» **Task description**:
Retype the entries in full.

(Records provided Opens)

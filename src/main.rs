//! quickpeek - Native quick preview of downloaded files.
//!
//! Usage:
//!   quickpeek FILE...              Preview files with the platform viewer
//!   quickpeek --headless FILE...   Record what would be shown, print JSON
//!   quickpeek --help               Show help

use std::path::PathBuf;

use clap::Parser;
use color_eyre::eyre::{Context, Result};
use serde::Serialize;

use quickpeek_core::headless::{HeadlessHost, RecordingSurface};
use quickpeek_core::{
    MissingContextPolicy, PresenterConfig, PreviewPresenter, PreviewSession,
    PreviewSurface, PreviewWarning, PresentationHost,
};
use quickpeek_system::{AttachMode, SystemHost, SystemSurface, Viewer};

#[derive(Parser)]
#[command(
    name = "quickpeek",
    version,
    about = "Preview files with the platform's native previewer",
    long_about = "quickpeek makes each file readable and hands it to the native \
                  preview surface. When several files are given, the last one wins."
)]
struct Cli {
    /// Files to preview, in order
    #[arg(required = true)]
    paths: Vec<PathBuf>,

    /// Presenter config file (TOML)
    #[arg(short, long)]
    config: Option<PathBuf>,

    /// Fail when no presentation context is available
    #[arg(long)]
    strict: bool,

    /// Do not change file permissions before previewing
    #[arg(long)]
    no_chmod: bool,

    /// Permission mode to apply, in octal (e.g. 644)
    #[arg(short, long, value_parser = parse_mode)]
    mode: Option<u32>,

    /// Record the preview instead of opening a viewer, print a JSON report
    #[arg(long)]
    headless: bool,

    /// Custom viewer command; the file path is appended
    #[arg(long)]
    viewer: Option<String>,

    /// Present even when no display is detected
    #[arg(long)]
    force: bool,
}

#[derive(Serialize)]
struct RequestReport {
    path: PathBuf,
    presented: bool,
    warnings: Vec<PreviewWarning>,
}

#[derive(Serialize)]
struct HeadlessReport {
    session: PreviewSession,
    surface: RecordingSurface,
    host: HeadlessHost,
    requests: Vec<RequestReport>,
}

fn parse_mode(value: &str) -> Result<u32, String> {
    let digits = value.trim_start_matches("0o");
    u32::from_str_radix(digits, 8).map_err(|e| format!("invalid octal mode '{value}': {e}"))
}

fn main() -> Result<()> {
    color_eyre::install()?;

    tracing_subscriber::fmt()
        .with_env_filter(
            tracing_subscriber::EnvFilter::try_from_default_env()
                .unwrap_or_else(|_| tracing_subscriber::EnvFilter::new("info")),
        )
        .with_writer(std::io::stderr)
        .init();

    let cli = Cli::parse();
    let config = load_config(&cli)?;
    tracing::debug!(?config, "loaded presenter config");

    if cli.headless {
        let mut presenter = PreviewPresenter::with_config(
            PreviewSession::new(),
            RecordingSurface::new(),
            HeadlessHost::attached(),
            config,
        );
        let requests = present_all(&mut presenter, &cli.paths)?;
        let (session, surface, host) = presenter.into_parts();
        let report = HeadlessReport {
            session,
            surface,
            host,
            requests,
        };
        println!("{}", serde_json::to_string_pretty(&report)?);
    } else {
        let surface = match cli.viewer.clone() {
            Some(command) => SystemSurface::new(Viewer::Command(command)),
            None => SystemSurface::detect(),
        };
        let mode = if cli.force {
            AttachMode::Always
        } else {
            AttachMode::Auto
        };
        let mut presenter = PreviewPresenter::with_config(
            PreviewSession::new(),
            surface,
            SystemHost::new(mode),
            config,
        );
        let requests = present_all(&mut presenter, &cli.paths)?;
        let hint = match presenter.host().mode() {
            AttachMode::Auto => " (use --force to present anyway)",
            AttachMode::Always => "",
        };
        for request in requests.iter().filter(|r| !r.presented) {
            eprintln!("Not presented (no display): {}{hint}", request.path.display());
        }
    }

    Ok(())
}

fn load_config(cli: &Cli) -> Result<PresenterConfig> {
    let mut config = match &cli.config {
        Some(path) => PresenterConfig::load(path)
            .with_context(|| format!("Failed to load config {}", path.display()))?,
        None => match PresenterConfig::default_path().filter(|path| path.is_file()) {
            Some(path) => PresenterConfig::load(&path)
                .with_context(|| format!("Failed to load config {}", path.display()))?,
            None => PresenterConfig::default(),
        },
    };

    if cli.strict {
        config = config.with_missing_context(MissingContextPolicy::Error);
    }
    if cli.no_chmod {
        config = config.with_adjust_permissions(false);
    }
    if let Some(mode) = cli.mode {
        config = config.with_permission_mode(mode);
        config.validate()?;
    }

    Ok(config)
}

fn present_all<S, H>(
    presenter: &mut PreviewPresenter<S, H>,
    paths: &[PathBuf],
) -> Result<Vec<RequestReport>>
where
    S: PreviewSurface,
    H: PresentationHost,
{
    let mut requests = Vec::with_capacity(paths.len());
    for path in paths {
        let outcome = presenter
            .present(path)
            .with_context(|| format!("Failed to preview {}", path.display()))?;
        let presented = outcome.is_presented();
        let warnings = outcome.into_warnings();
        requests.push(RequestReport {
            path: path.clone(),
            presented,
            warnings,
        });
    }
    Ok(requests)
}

(Records provided Closes)

» **Exercise solution**:
filename src/main.rs
//! quickpeek - Native quick preview of downloaded files.
//!
//! Usage:
//!   quickpeek FILE...              Preview files with the platform viewer
//!   quickpeek --headless FILE...   Record what would be shown, print JSON
//!   quickpeek --help               Show help

use std::path::PathBuf;

use clap::Parser;
use color_eyre::eyre::{Context, Result};
use serde::Serialize;

use quickpeek_core::headless::{HeadlessHost, RecordingSurface};
use quickpeek_core::{
    MissingContextPolicy, PresenterConfig, PreviewPresenter, PreviewSession,
    PreviewSurface, PreviewWarning, PresentationHost,
};
use quickpeek_system::{AttachMode, SystemHost, SystemSurface, Viewer};

#[derive(Parser)]
#[command(
    name = "quickpeek",
    version,
    about = "Preview files with the platform's native previewer",
    long_about = "quickpeek makes each file readable and hands it to the native \
                  preview surface. When several files are given, the last one wins."
)]
struct Cli {
    /// Files to preview, in order
    #[arg(required = true)]
    paths: Vec<PathBuf>,

    /// Presenter config file (TOML)
    #[arg(short, long)]
    config: Option<PathBuf>,

    /// Fail when no presentation context is available
    #[arg(long)]
    strict: bool,

    /// Do not change file permissions before previewing
    #[arg(long)]
    no_chmod: bool,

    /// Permission mode to apply, in octal (e.g. 644)
    #[arg(short, long, value_parser = parse_mode)]
    mode: Option<u32>,

    /// Record the preview instead of opening a viewer, print a JSON report
    #[arg(long)]
    headless: bool,

    /// Custom viewer command; the file path is appended
    #[arg(long)]
    viewer: Option<String>,

    /// Present even when no display is detected
    #[arg(long)]
    force: bool,
}

#[derive(Serialize)]
struct RequestReport {
    path: PathBuf,
    presented: bool,
    warnings: Vec<PreviewWarning>,
}

#[derive(Serialize)]
struct HeadlessReport {
    session: PreviewSession,
    surface: RecordingSurface,
    host: HeadlessHost,
    requests: Vec<RequestReport>,
}

fn parse_mode(value: &str) -> Result<u32, String> {
    let digits = value.trim_start_matches("0o");
    u32::from_str_radix(digits, 8).map_err(|e| format!("invalid octal mode '{value}': {e}"))
}

fn main() -> Result<()> {
    color_eyre::install()?;

    tracing_subscriber::fmt()
        .with_env_filter(
            tracing_subscriber::EnvFilter::try_from_default_env()
                .unwrap_or_else(|_| tracing_subscriber::EnvFilter::new("info")),
        )
        .with_writer(std::io::stderr)
        .init();

    let cli = Cli::parse();
    let config = load_config(&cli)?;
    tracing::debug!(?config, "loaded presenter config");

    if cli.headless {
        let mut presenter = PreviewPresenter::with_config(
            PreviewSession::new(),
            RecordingSurface::new(),
            HeadlessHost::attached(),
            config,
        );
        let requests = present_all(&mut presenter, &cli.paths)?;
        let (session, surface, host) = presenter.into_parts();
        let report = HeadlessReport {
            session,
            surface,
            host,
            requests,
        };
        println!("{}", serde_json::to_string_pretty(&report)?);
    } else {
        let surface = match cli.viewer.clone() {
            Some(command) => SystemSurface::new(Viewer::Command(command)),
            None => SystemSurface::detect(),
        };
        let mode = if cli.force {
            AttachMode::Always
        } else {
            AttachMode::Auto
        };
        let mut presenter = PreviewPresenter::with_config(
            PreviewSession::new(),
            surface,
            SystemHost::new(mode),
            config,
        );
        let requests = present_all(&mut presenter, &cli.paths)?;
        let hint = match presenter.host().mode() {
            AttachMode::Auto => " (use --force to present anyway)",
            AttachMode::Always => "",
        };
        for request in requests.iter().filter(|r| !r.presented) {
            eprintln!("Not presented (no display): {}{hint}", request.path.display());
        }
    }

    Ok(())
}

fn load_config(cli: &Cli) -> Result<PresenterConfig> {
    let mut config = match &cli.config {
        Some(path) => PresenterConfig::load(path)
            .with_context(|| format!("Failed to load config {}", path.display()))?,
        None => match PresenterConfig::default_path().filter(|path| path.is_file()) {
            Some(path) => PresenterConfig::load(&path)
                .with_context(|| format!("Failed to load config {}", path.display()))?,
            None => PresenterConfig::default(),
        },
    };

    if cli.strict {
        config = config.with_missing_context(MissingContextPolicy::Error);
    }
    if cli.no_chmod {
        config = config.with_adjust_permissions(false);
    }
    if let Some(mode) = cli.mode {
        config = config.with_permission_mode(mode);
        config.validate()?;
    }

    Ok(config)
}

fn present_all<S, H>(
    presenter: &mut PreviewPresenter<S, H>,
    paths: &[PathBuf],
) -> Result<Vec<RequestReport>>
where
    S: PreviewSurface,
    H: PresentationHost,
{
    let mut requests = Vec::with_capacity(paths.len());
    for path in paths {
        let outcome = presenter
            .present(path)
            .with_context(|| format!("Failed to preview {}", path.display()))?;
        let presented = outcome.is_presented();
        let warnings = outcome.into_warnings();
        requests.push(RequestReport {
            path: path.clone(),
            presented,
            warnings,
        });
    }
    Ok(requests)
}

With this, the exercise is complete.